§ GIVEN ENTRIES:
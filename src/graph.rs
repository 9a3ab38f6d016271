use serde::Serialize;
use tracing::debug;

use crate::plan::{check_dependency, lookup_instance, Action, Instance, Plan, PlanError, Scope};

/// Graphviz only draws a bounded box for subgraphs whose name starts with this.
pub const CLUSTER_PREFIX: &str = "cluster_";

#[derive(Debug, Clone, PartialEq, Eq, Serialize)]
pub struct Node {
    pub key: String,
    pub label: String,
}

#[derive(Debug, Clone, PartialEq, Eq, Serialize)]
pub struct Edge {
    pub from: String,
    pub to: String,
}

/// Visually bounded group holding one sub-plan.
#[derive(Debug, Clone, PartialEq, Eq, Serialize)]
pub struct Cluster {
    pub name: String,
    pub label: String,
    pub body: Subgraph,
}

#[derive(Debug, Clone, PartialEq, Eq, Serialize)]
#[serde(tag = "stmt", rename_all = "snake_case")]
pub enum Stmt {
    Node(Node),
    Edge(Edge),
    Cluster(Cluster),
}

/// Graph sink the builder writes into. Statements keep insertion order so
/// the emitted DOT is stable for identical input.
#[derive(Debug, Clone, Default, PartialEq, Eq, Serialize)]
pub struct Subgraph {
    pub stmts: Vec<Stmt>,
}

impl Subgraph {
    pub fn add_node(&mut self, key: impl Into<String>, label: impl Into<String>) {
        self.stmts.push(Stmt::Node(Node {
            key: key.into(),
            label: label.into(),
        }));
    }

    pub fn add_edge(&mut self, from: impl Into<String>, to: impl Into<String>) {
        self.stmts.push(Stmt::Edge(Edge {
            from: from.into(),
            to: to.into(),
        }));
    }

    pub fn add_cluster(
        &mut self,
        name: impl Into<String>,
        label: impl Into<String>,
        body: Subgraph,
    ) {
        self.stmts.push(Stmt::Cluster(Cluster {
            name: name.into(),
            label: label.into(),
            body,
        }));
    }

    /// Nodes directly in this subgraph (not inside nested clusters).
    pub fn nodes(&self) -> impl Iterator<Item = &Node> {
        self.stmts.iter().filter_map(|s| match s {
            Stmt::Node(n) => Some(n),
            _ => None,
        })
    }

    pub fn edges(&self) -> impl Iterator<Item = &Edge> {
        self.stmts.iter().filter_map(|s| match s {
            Stmt::Edge(e) => Some(e),
            _ => None,
        })
    }

    pub fn clusters(&self) -> impl Iterator<Item = &Cluster> {
        self.stmts.iter().filter_map(|s| match s {
            Stmt::Cluster(c) => Some(c),
            _ => None,
        })
    }

    pub fn cluster(&self, name: &str) -> Option<&Cluster> {
        self.clusters().find(|c| c.name == name)
    }

    /// Nodes at any depth.
    pub fn all_nodes(&self) -> Vec<&Node> {
        let mut out: Vec<&Node> = self.nodes().collect();
        for c in self.clusters() {
            out.extend(c.body.all_nodes());
        }
        out
    }

    /// Edges at any depth.
    pub fn all_edges(&self) -> Vec<&Edge> {
        let mut out: Vec<&Edge> = self.edges().collect();
        for c in self.clusters() {
            out.extend(c.body.all_edges());
        }
        out
    }

    pub fn label_of(&self, key: &str) -> Option<&str> {
        self.all_nodes()
            .into_iter()
            .find(|n| n.key == key)
            .map(|n| n.label.as_str())
    }
}

/// Abstract rendering of a plan: named root graph plus nested clusters.
#[derive(Debug, Clone, PartialEq, Eq, Serialize)]
pub struct PlanGraph {
    pub name: String,
    pub root: Subgraph,
}

impl PlanGraph {
    pub fn from_plan(plan: &Plan) -> Result<Self, PlanError> {
        let mut root = Subgraph::default();
        build(&mut root, &plan.instances, &plan.actions, &Scope::root())?;
        let graph = PlanGraph {
            name: plan.name.clone(),
            root,
        };
        debug!(
            name = %graph.name,
            nodes = graph.root.all_nodes().len(),
            edges = graph.root.all_edges().len(),
            "Built plan graph"
        );
        Ok(graph)
    }
}

/// Draw one scope of actions into `sink`, recursing into sub-plans.
///
/// All nodes (clusters included) are registered before any edge, since a
/// dependency may point at a later sibling.
pub fn build(
    sink: &mut Subgraph,
    instances: &[Instance],
    actions: &[Action],
    scope: &Scope,
) -> Result<(), PlanError> {
    for (idx, action) in actions.iter().enumerate() {
        let key = scope.node_key(idx);
        let mut label = format!("{}: {}", idx, action.kind);

        if let Some(sub_plan) = action.sub_plan.as_deref() {
            let mut body = Subgraph::default();
            build(&mut body, instances, sub_plan, &scope.child(idx))?;
            sink.add_cluster(format!("{CLUSTER_PREFIX}{key}"), label.clone(), body);
        }

        if let Some(inst_index) = action.inst_index {
            let instance = lookup_instance(instances, scope, idx, inst_index)?;
            label.push_str(&format!("({})", instance.kind));
        }

        sink.add_node(key, label);
    }

    for (idx, action) in actions.iter().enumerate() {
        for &dep in &action.depends {
            check_dependency(scope, idx, dep, actions.len())?;
            sink.add_edge(scope.node_key(dep), scope.node_key(idx));
        }
    }

    Ok(())
}
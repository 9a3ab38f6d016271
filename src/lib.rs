//! `plan-flowchart` library.
//!
//! Loads chaos plan documents (`plan`, checked against generated JSON
//! Schemas in `schema`), turns the action tree into an abstract graph with
//! one cluster per sub-plan (`graph`), serialises it as Graphviz DOT (`dot`)
//! and hands it to the `dot` executable for rasterising (`render`).
//!
//! Invariants:
//! - node keys are unique across the whole tree (`main<i>`, `main<i>_<j>`, ...)
//! - dependency edges never leave the scope they are declared in
//! - identical input gives byte-identical DOT

pub mod dot;
pub mod graph;
pub mod plan;
pub mod render;
pub mod schema;
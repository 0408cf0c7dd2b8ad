//! Built-in sample images from the validation set.
//!
//! The images are served by the UI host under `/samples/`; `label` must match
//! the model's label mapping.

use serde::Serialize;

/// One entry of the sample catalog
#[derive(Debug, Clone, Copy, PartialEq, Eq, Serialize)]
pub struct SampleEntry {
    pub id: &'static str,
    /// Path relative to the sample host root, with a leading slash
    pub src: &'static str,
    /// Class name shown under the thumbnail
    pub label: &'static str,
}

impl SampleEntry {
    /// File name used when uploading the sample (`class_000.jpg`)
    pub fn file_name(&self) -> &'static str {
        self.src.rsplit('/').next().unwrap_or(self.src)
    }
}

pub const SAMPLE_IMAGES: &[SampleEntry] = &[
    SampleEntry {
        id: "class_000",
        src: "/samples/class_000.jpg",
        label: "class_000",
    },
    SampleEntry {
        id: "class_001",
        src: "/samples/class_001.jpg",
        label: "class_001",
    },
    SampleEntry {
        id: "class_002",
        src: "/samples/class_002.jpg",
        label: "class_002",
    },
];

/// Look up a sample by id
pub fn find_sample(id: &str) -> Option<&'static SampleEntry> {
    SAMPLE_IMAGES.iter().find(|sample| sample.id == id)
}
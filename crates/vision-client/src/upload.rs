//! Image payloads for the predict endpoint

use bytes::Bytes;
use std::path::Path;
use tracing::{debug, warn};
use vision_core::{Error, Result};

/// An image selected for classification
#[derive(Debug, Clone, PartialEq)]
pub struct ImageUpload {
    /// File name sent with the multipart part
    pub file_name: String,

    /// MIME type sent with the multipart part
    pub mime_type: String,

    /// Raw image bytes
    pub bytes: Bytes,
}

impl ImageUpload {
    /// Create an upload from in-memory bytes
    pub fn new(
        file_name: impl Into<String>,
        mime_type: impl Into<String>,
        bytes: impl Into<Bytes>,
    ) -> Self {
        Self {
            file_name: file_name.into(),
            mime_type: mime_type.into(),
            bytes: bytes.into(),
        }
    }

    /// Read an image from disk, guessing its MIME type from the extension.
    ///
    /// Non-image types are accepted; the server decides what it supports.
    pub async fn from_path(path: impl AsRef<Path>) -> Result<Self> {
        let path = path.as_ref();
        let bytes = tokio::fs::read(path).await?;
        if bytes.is_empty() {
            return Err(Error::invalid_input(format!(
                "image file is empty: {}",
                path.display()
            )));
        }

        let mime = mime_guess::from_path(path).first_or_octet_stream();
        if mime.type_().as_str() != "image" {
            warn!("{} does not look like an image ({})", path.display(), mime);
        }

        let file_name = path
            .file_name()
            .map(|name| name.to_string_lossy().into_owned())
            .unwrap_or_else(|| "upload".to_string());

        debug!("Loaded {} ({} bytes, {})", file_name, bytes.len(), mime);
        Ok(Self::new(file_name, mime.essence_str(), bytes))
    }

    pub fn len(&self) -> usize {
        self.bytes.len()
    }

    pub fn is_empty(&self) -> bool {
        self.bytes.is_empty()
    }
}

§ WHAT THE TASK REQUIRES: Write the number of lines in the listing above that contain the word "under". No other text should appear.

§ EXPECTED ANSWER: 2